Below are some records; output all of them exactly as they read.

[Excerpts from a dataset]
◆ ◆ ◆ ◆ ◆

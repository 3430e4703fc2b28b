//! Filesystem utilities: library layout and portable filename validation.
//!
//! A library root folder contains the SQLite database file and a `Playlists/`
//! directory for managed media. Playlist names double as directory names
//! under `Playlists/`, so they are validated against the union of characters
//! and device names that are forbidden somewhere across Windows, macOS and
//! Linux.

use std::path::{Path, PathBuf};

use walkdir::WalkDir;

use crate::error::{Error, Result};

/// The database file name inside a library root.
pub const DB_FILE: &str = "tonearm.db";

/// Directory (inside the root) holding the managed media directories.
pub const PLAYLISTS_DIR: &str = "Playlists";

/// Media file extensions picked up by [`scan_media`] (lowercase).
const AUDIO_EXTENSIONS: &[&str] = &["mp3", "flac", "ogg", "opus", "wav", "m4a"];

// Windows reserved device names; any extension, case-insensitive.
const RESERVED_NAMES: &[&str] = &[
    "CON", "PRN", "AUX", "NUL", "CONIN$", "CONOUT$", "COM1", "COM2", "COM3", "COM4", "COM5",
    "COM6", "COM7", "COM8", "COM9", "LPT1", "LPT2", "LPT3", "LPT4", "LPT5", "LPT6", "LPT7",
    "LPT8", "LPT9",
];

const FORBIDDEN_CHARS: &str = "<>:\"/\\|?*";

/// Default library root when neither the CLI flag nor the config names one.
pub fn default_root() -> Option<PathBuf> {
    dirs::data_dir().map(|d| d.join("tonearm"))
}

/// Full path of the database file for a library root.
pub fn db_path(root: &Path) -> PathBuf {
    root.join(DB_FILE)
}

/// Full path of the managed-media directory for a library root.
pub fn playlists_dir(root: &Path) -> PathBuf {
    root.join(PLAYLISTS_DIR)
}

/// Create the library directory layout if it does not exist yet.
pub fn ensure_layout(root: &Path) -> std::io::Result<()> {
    std::fs::create_dir_all(root)?;
    std::fs::create_dir_all(playlists_dir(root))
}

/// Returns `true` when `name` cannot be used as a file or directory name on
/// at least one supported platform.
///
/// Rejects empty names, `.` and `..`, Windows device names (any extension),
/// trailing spaces or dots, control characters and `<>:"/\|?*`.
pub fn is_filename_forbidden(name: &str) -> bool {
    if name.is_empty() || name == "." || name == ".." {
        return true;
    }

    let stem = Path::new(name)
        .file_stem()
        .and_then(|s| s.to_str())
        .unwrap_or(name);
    if RESERVED_NAMES.iter().any(|r| r.eq_ignore_ascii_case(stem)) {
        return true;
    }

    if name.ends_with(' ') || name.ends_with('.') {
        return true;
    }

    name.chars()
        .any(|c| (c as u32) <= 31 || FORBIDDEN_CHARS.contains(c))
}

/// Validate a playlist name, which must also be usable as a directory name.
pub fn validate_playlist_name(name: &str) -> Result<()> {
    if is_filename_forbidden(name) {
        return Err(Error::invalid_name(name));
    }
    Ok(())
}

/// Recursively collect media files under `dir`, sorted for determinism.
///
/// Matches by extension (case-insensitive), see [`AUDIO_EXTENSIONS`].
pub fn scan_media(dir: &Path) -> Vec<PathBuf> {
    let mut found: Vec<PathBuf> = WalkDir::new(dir)
        .into_iter()
        .filter_map(|e| e.ok())
        .filter(|e| e.file_type().is_file())
        .map(|e| e.into_path())
        .filter(|p| {
            p.extension()
                .and_then(|s| s.to_str())
                .map(|ext| AUDIO_EXTENSIONS.contains(&ext.to_lowercase().as_str()))
                .unwrap_or(false)
        })
        .collect();
    found.sort();
    found
}

#[cfg(test)]
mod tests {
    use super::*;
    use proptest::prelude::*;
    use std::fs::File;
    use tempfile::tempdir;

    #[test]
    fn test_reserved_device_names() {
        assert!(is_filename_forbidden("CON"));
        assert!(is_filename_forbidden("con"));
        assert!(is_filename_forbidden("con.mp3"));
        assert!(is_filename_forbidden("Lpt9.txt"));
        // A second extension unreserves the stem, same as the original table.
        assert!(!is_filename_forbidden("con.tar.gz"));
    }

    #[test]
    fn test_special_and_empty_names() {
        assert!(is_filename_forbidden(""));
        assert!(is_filename_forbidden("."));
        assert!(is_filename_forbidden(".."));
        assert!(is_filename_forbidden("trailing "));
        assert!(is_filename_forbidden("trailing."));
        assert!(is_filename_forbidden("tab\there"));
    }

    #[test]
    fn test_forbidden_characters() {
        for c in FORBIDDEN_CHARS.chars() {
            assert!(is_filename_forbidden(&format!("a{c}b")), "char {c:?}");
        }
        assert!(!is_filename_forbidden("Road Trip 2024"));
        assert!(!is_filename_forbidden("lo-fi.flac"));
    }

    #[test]
    fn test_validate_playlist_name() {
        assert!(validate_playlist_name("morning mix").is_ok());
        assert!(matches!(
            validate_playlist_name("a/b"),
            Err(Error::InvalidName(_))
        ));
    }

    proptest! {
        #[test]
        fn names_with_forbidden_chars_rejected(
            prefix in "[a-z]{0,8}",
            c in proptest::sample::select(FORBIDDEN_CHARS.chars().collect::<Vec<_>>()),
            suffix in "[a-z]{0,8}",
        ) {
            let name = format!("{prefix}{c}{suffix}");
            prop_assert!(is_filename_forbidden(&name));
        }

        #[test]
        fn plain_alphanumeric_names_allowed(name in "[a-z0-9][a-z0-9 _-]{0,20}[a-z0-9]") {
            let stem = Path::new(&name)
                .file_stem()
                .and_then(|s| s.to_str())
                .unwrap_or(&name);
            prop_assume!(!RESERVED_NAMES.iter().any(|r| r.eq_ignore_ascii_case(stem)));
            prop_assert!(!is_filename_forbidden(&name));
        }
    }

    #[test]
    fn test_layout_helpers() {
        let dir = tempdir().unwrap();
        let root = dir.path().join("lib");
        ensure_layout(&root).unwrap();
        assert!(root.is_dir());
        assert!(playlists_dir(&root).is_dir());
        assert_eq!(db_path(&root), root.join(DB_FILE));
        // idempotent
        ensure_layout(&root).unwrap();
    }

    #[test]
    fn test_scan_media() {
        let dir = tempdir().unwrap();
        let root = dir.path();

        File::create(root.join("song.mp3")).unwrap();
        File::create(root.join("UPPER.FLAC")).unwrap();
        File::create(root.join("notes.txt")).unwrap();
        let sub = root.join("sub");
        std::fs::create_dir(&sub).unwrap();
        File::create(sub.join("track.ogg")).unwrap();

        let found = scan_media(root);
        assert_eq!(found.len(), 3);
        // sorted output
        let mut sorted = found.clone();
        sorted.sort();
        assert_eq!(found, sorted);
        assert!(found.iter().all(|p| p.extension().is_some()));
        assert!(!found.iter().any(|p| p.ends_with("notes.txt")));
    }
}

◆ ◆ ◆ ◆ ◆

### Reply
repository 3430e4703fc2b28b
//! Filesystem utilities: library layout and portable filename validation.
//!
//! A library root folder contains the SQLite database file and a `Playlists/`
//! directory for managed media. Playlist names double as directory names
//! under `Playlists/`, so they are validated against the union of characters
//! and device names that are forbidden somewhere across Windows, macOS and
//! Linux.

use std::path::{Path, PathBuf};

use walkdir::WalkDir;

use crate::error::{Error, Result};

/// The database file name inside a library root.
pub const DB_FILE: &str = "tonearm.db";

/// Directory (inside the root) holding the managed media directories.
pub const PLAYLISTS_DIR: &str = "Playlists";

/// Media file extensions picked up by [`scan_media`] (lowercase).
const AUDIO_EXTENSIONS: &[&str] = &["mp3", "flac", "ogg", "opus", "wav", "m4a"];

// Windows reserved device names; any extension, case-insensitive.
const RESERVED_NAMES: &[&str] = &[
    "CON", "PRN", "AUX", "NUL", "CONIN$", "CONOUT$", "COM1", "COM2", "COM3", "COM4", "COM5",
    "COM6", "COM7", "COM8", "COM9", "LPT1", "LPT2", "LPT3", "LPT4", "LPT5", "LPT6", "LPT7",
    "LPT8", "LPT9",
];

const FORBIDDEN_CHARS: &str = "<>:\"/\\|?*";

/// Default library root when neither the CLI flag nor the config names one.
pub fn default_root() -> Option<PathBuf> {
    dirs::data_dir().map(|d| d.join("tonearm"))
}

/// Full path of the database file for a library root.
pub fn db_path(root: &Path) -> PathBuf {
    root.join(DB_FILE)
}

/// Full path of the managed-media directory for a library root.
pub fn playlists_dir(root: &Path) -> PathBuf {
    root.join(PLAYLISTS_DIR)
}

/// Create the library directory layout if it does not exist yet.
pub fn ensure_layout(root: &Path) -> std::io::Result<()> {
    std::fs::create_dir_all(root)?;
    std::fs::create_dir_all(playlists_dir(root))
}

/// Returns `true` when `name` cannot be used as a file or directory name on
/// at least one supported platform.
///
/// Rejects empty names, `.` and `..`, Windows device names (any extension),
/// trailing spaces or dots, control characters and `<>:"/\|?*`.
pub fn is_filename_forbidden(name: &str) -> bool {
    if name.is_empty() || name == "." || name == ".." {
        return true;
    }

    let stem = Path::new(name)
        .file_stem()
        .and_then(|s| s.to_str())
        .unwrap_or(name);
    if RESERVED_NAMES.iter().any(|r| r.eq_ignore_ascii_case(stem)) {
        return true;
    }

    if name.ends_with(' ') || name.ends_with('.') {
        return true;
    }

    name.chars()
        .any(|c| (c as u32) <= 31 || FORBIDDEN_CHARS.contains(c))
}

/// Validate a playlist name, which must also be usable as a directory name.
pub fn validate_playlist_name(name: &str) -> Result<()> {
    if is_filename_forbidden(name) {
        return Err(Error::invalid_name(name));
    }
    Ok(())
}

/// Recursively collect media files under `dir`, sorted for determinism.
///
/// Matches by extension (case-insensitive), see [`AUDIO_EXTENSIONS`].
pub fn scan_media(dir: &Path) -> Vec<PathBuf> {
    let mut found: Vec<PathBuf> = WalkDir::new(dir)
        .into_iter()
        .filter_map(|e| e.ok())
        .filter(|e| e.file_type().is_file())
        .map(|e| e.into_path())
        .filter(|p| {
            p.extension()
                .and_then(|s| s.to_str())
                .map(|ext| AUDIO_EXTENSIONS.contains(&ext.to_lowercase().as_str()))
                .unwrap_or(false)
        })
        .collect();
    found.sort();
    found
}

#[cfg(test)]
mod tests {
    use super::*;
    use proptest::prelude::*;
    use std::fs::File;
    use tempfile::tempdir;

    #[test]
    fn test_reserved_device_names() {
        assert!(is_filename_forbidden("CON"));
        assert!(is_filename_forbidden("con"));
        assert!(is_filename_forbidden("con.mp3"));
        assert!(is_filename_forbidden("Lpt9.txt"));
        // A second extension unreserves the stem, same as the original table.
        assert!(!is_filename_forbidden("con.tar.gz"));
    }

    #[test]
    fn test_special_and_empty_names() {
        assert!(is_filename_forbidden(""));
        assert!(is_filename_forbidden("."));
        assert!(is_filename_forbidden(".."));
        assert!(is_filename_forbidden("trailing "));
        assert!(is_filename_forbidden("trailing."));
        assert!(is_filename_forbidden("tab\there"));
    }

    #[test]
    fn test_forbidden_characters() {
        for c in FORBIDDEN_CHARS.chars() {
            assert!(is_filename_forbidden(&format!("a{c}b")), "char {c:?}");
        }
        assert!(!is_filename_forbidden("Road Trip 2024"));
        assert!(!is_filename_forbidden("lo-fi.flac"));
    }

    #[test]
    fn test_validate_playlist_name() {
        assert!(validate_playlist_name("morning mix").is_ok());
        assert!(matches!(
            validate_playlist_name("a/b"),
            Err(Error::InvalidName(_))
        ));
    }

    proptest! {
        #[test]
        fn names_with_forbidden_chars_rejected(
            prefix in "[a-z]{0,8}",
            c in proptest::sample::select(FORBIDDEN_CHARS.chars().collect::<Vec<_>>()),
            suffix in "[a-z]{0,8}",
        ) {
            let name = format!("{prefix}{c}{suffix}");
            prop_assert!(is_filename_forbidden(&name));
        }

        #[test]
        fn plain_alphanumeric_names_allowed(name in "[a-z0-9][a-z0-9 _-]{0,20}[a-z0-9]") {
            let stem = Path::new(&name)
                .file_stem()
                .and_then(|s| s.to_str())
                .unwrap_or(&name);
            prop_assume!(!RESERVED_NAMES.iter().any(|r| r.eq_ignore_ascii_case(stem)));
            prop_assert!(!is_filename_forbidden(&name));
        }
    }

    #[test]
    fn test_layout_helpers() {
        let dir = tempdir().unwrap();
        let root = dir.path().join("lib");
        ensure_layout(&root).unwrap();
        assert!(root.is_dir());
        assert!(playlists_dir(&root).is_dir());
        assert_eq!(db_path(&root), root.join(DB_FILE));
        // idempotent
        ensure_layout(&root).unwrap();
    }

    #[test]
    fn test_scan_media() {
        let dir = tempdir().unwrap();
        let root = dir.path();

        File::create(root.join("song.mp3")).unwrap();
        File::create(root.join("UPPER.FLAC")).unwrap();
        File::create(root.join("notes.txt")).unwrap();
        let sub = root.join("sub");
        std::fs::create_dir(&sub).unwrap();
        File::create(sub.join("track.ogg")).unwrap();

        let found = scan_media(root);
        assert_eq!(found.len(), 3);
        // sorted output
        let mut sorted = found.clone();
        sorted.sort();
        assert_eq!(found, sorted);
        assert!(found.iter().all(|p| p.extension().is_some()));
        assert!(!found.iter().any(|p| p.ends_with("notes.txt")));
    }
}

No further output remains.